Created on 08-05-2017 12:57 PM - edited 09-16-2022 05:03 AM
Hello,
I have a problem with Spark 2.2 (latest CDH 5.12.0) and saving DataFrame into Hive table.
Things I can do:
1. I can easily read tables from Hive tables in Spark 2.2
2. I can do saveAsTable in Spark 1.6 into Hive table and read it from Spark 2.2
3. I can do write.saveAsTable in Spark 2.2 and see the files and data inside Hive table
Things I cannot do in Spark 2.2:
4. When I read Hive table saved by Spark 2.2 in spark2-shell, it shows empty rows. It has all the fields and schema but no data.
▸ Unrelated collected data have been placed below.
//! Server certificates observed during the EAP-TLS handshake.

use ring::digest::{digest, SHA256};
use serde::{Deserialize, Serialize};

use crate::error::{Result, TrustError};

/// SHA-256 fingerprint of a certificate (lowercase hex).
pub type CertFingerprint = String;

/// One certificate presented by the authentication server.
///
/// Subject and issuer are kept as the full distinguished name strings so
/// chain links can be compared exactly.
#[derive(Debug, Clone, PartialEq, Eq, Serialize, Deserialize)]
pub struct ServerCertificate {
    subject: String,
    issuer: String,
    #[serde(with = "hex_bytes")]
    signature: Vec<u8>,
    is_ca: bool,
    fingerprint: CertFingerprint,
    #[serde(with = "hex_bytes", default)]
    der: Vec<u8>,
}

impl ServerCertificate {
    /// Decode a DER-encoded X.509 certificate.
    pub fn from_der(der: &[u8]) -> Result<Self> {
        let (_, cert) = x509_parser::parse_x509_certificate(der).map_err(|e| {
            TrustError::CertParse {
                reason: e.to_string(),
            }
        })?;

        let is_ca = cert
            .basic_constraints()
            .ok()
            .flatten()
            .is_some_and(|bc| bc.value.ca);

        Ok(Self {
            subject: cert.subject().to_string(),
            issuer: cert.issuer().to_string(),
            signature: cert.signature_value.data.to_vec(),
            is_ca,
            fingerprint: sha256_hex(der),
            der: der.to_vec(),
        })
    }

    /// Build a certificate from fields the handshake layer already decoded.
    ///
    /// The fingerprint covers the subject, issuer and signature since no DER
    /// encoding is available.
    #[must_use]
    pub fn from_parts(
        subject: impl Into<String>,
        issuer: impl Into<String>,
        signature: impl Into<Vec<u8>>,
        is_ca: bool,
    ) -> Self {
        let subject = subject.into();
        let issuer = issuer.into();
        let signature = signature.into();

        let mut material = Vec::with_capacity(subject.len() + issuer.len() + signature.len() + 2);
        material.extend_from_slice(subject.as_bytes());
        material.push(b'|');
        material.extend_from_slice(issuer.as_bytes());
        material.push(b'|');
        material.extend_from_slice(&signature);

        Self {
            fingerprint: sha256_hex(&material),
            subject,
            issuer,
            signature,
            is_ca,
            der: Vec::new(),
        }
    }

    /// Subject distinguished name
    #[must_use]
    pub fn subject(&self) -> &str {
        &self.subject
    }

    /// Issuer distinguished name
    #[must_use]
    pub fn issuer(&self) -> &str {
        &self.issuer
    }

    /// Raw signature bytes
    #[must_use]
    pub fn signature(&self) -> &[u8] {
        &self.signature
    }

    /// Whether the basic constraints mark this certificate as a CA
    #[must_use]
    pub const fn is_ca(&self) -> bool {
        self.is_ca
    }

    /// Whether subject and issuer are the same name
    #[must_use]
    pub fn is_self_signed(&self) -> bool {
        self.subject == self.issuer
    }

    /// SHA-256 fingerprint (hex)
    #[must_use]
    pub fn fingerprint(&self) -> &str {
        &self.fingerprint
    }

    /// DER encoding, empty for certificates built with [`Self::from_parts`]
    #[must_use]
    pub fn der(&self) -> &[u8] {
        &self.der
    }
}

fn sha256_hex(data: &[u8]) -> String {
    hex::encode(digest(&SHA256, data).as_ref())
}

mod hex_bytes {
    use serde::{Deserialize, Deserializer, Serializer};

    pub fn serialize<S: Serializer>(bytes: &[u8], s: S) -> Result<S::Ok, S::Error> {
        s.serialize_str(&hex::encode(bytes))
    }

    pub fn deserialize<'de, D: Deserializer<'de>>(d: D) -> Result<Vec<u8>, D::Error> {
        let s = String::deserialize(d)?;
        hex::decode(s).map_err(serde::de::Error::custom)
    }
}

#[cfg(test)]
mod tests {
    use super::*;
    use crate::types::SubjectInfo;
    use rcgen::{BasicConstraints, CertificateParams, DistinguishedName, DnType, IsCa, KeyPair};

    fn self_signed_der(cn: &str, ca: bool) -> Vec<u8> {
        let mut params = CertificateParams::new(vec![format!("{cn}.example.com")]).unwrap();
        let mut dn = DistinguishedName::new();
        dn.push(DnType::CommonName, cn);
        dn.push(DnType::OrganizationName, "Example Corp");
        params.distinguished_name = dn;
        if ca {
            params.is_ca = IsCa::Ca(BasicConstraints::Unconstrained);
        }
        let key = KeyPair::generate().unwrap();
        params.self_signed(&key).unwrap().der().to_vec()
    }

    #[test]
    fn decodes_self_signed_ca() {
        let der = self_signed_der("corp-root", true);
        let cert = ServerCertificate::from_der(&der).unwrap();

        assert!(cert.is_ca());
        assert!(cert.is_self_signed());
        assert!(!cert.signature().is_empty());
        assert_eq!(cert.fingerprint().len(), 64);
        assert_eq!(cert.der(), der.as_slice());

        let subject = SubjectInfo::parse(cert.subject()).unwrap();
        assert_eq!(subject.common_name, "corp-root");
        assert_eq!(subject.organization, "Example Corp");
    }

    #[test]
    fn decodes_end_entity_without_ca_flag() {
        let cert = ServerCertificate::from_der(&self_signed_der("radius", false)).unwrap();
        assert!(!cert.is_ca());
    }

    #[test]
    fn rejects_garbage() {
        assert!(matches!(
            ServerCertificate::from_der(b"not a certificate"),
            Err(TrustError::CertParse { .. })
        ));
    }

    #[test]
    fn parts_fingerprint_depends_on_signature() {
        let a = ServerCertificate::from_parts("CN=a", "CN=ca", vec![1, 2, 3], false);
        let b = ServerCertificate::from_parts("CN=a", "CN=ca", vec![1, 2, 4], false);
        assert_ne!(a.fingerprint(), b.fingerprint());
        assert!(a.der().is_empty());
        assert!(!a.is_self_signed());
    }

    #[test]
    fn serde_keeps_signature_as_hex() {
        let cert = ServerCertificate::from_parts("CN=a", "CN=a", vec![0xde, 0xad], true);
        let json = serde_json::to_string(&cert).unwrap();
        assert!(json.contains("\"dead\""));
        let back: ServerCertificate = serde_json::from_str(&json).unwrap();
        assert_eq!(back, cert);
    }
}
I don't understand what could cause this problem.
Any help would be appreciate it.
example:
scala> val df = sc.parallelize( | Seq( | ("first", Array(2.0, 1.0, 2.1, 5.4)), | ("test", Array(1.5, 0.5, 0.9, 3.7)), | ("choose", Array(8.0, 2.9, 9.1, 2.5)) | ), 3 | ).toDF df: org.apache.spark.sql.DataFrame = [_1: string, _2: array<double>] scala> df.show +------+--------------------+ | _1| _2| +------+--------------------+ | first|[2.0, 1.0, 2.1, 5.4]| | test|[1.5, 0.5, 0.9, 3.7]| |choose|[8.0, 2.9, 9.1, 2.5]| +------+--------------------+ scala> df.write.saveAsTable("database.test") scala> val savedDF = spark.sql("SELECT * FROM database.test") res45: org.apache.spark.sql.DataFrame = [_1: string, _2: array<double>] scala> savedDF.show +---+---+ |_1|_2| +---+---+ +---+---+ scala> savedDF.count res55: Long = 0
Thanks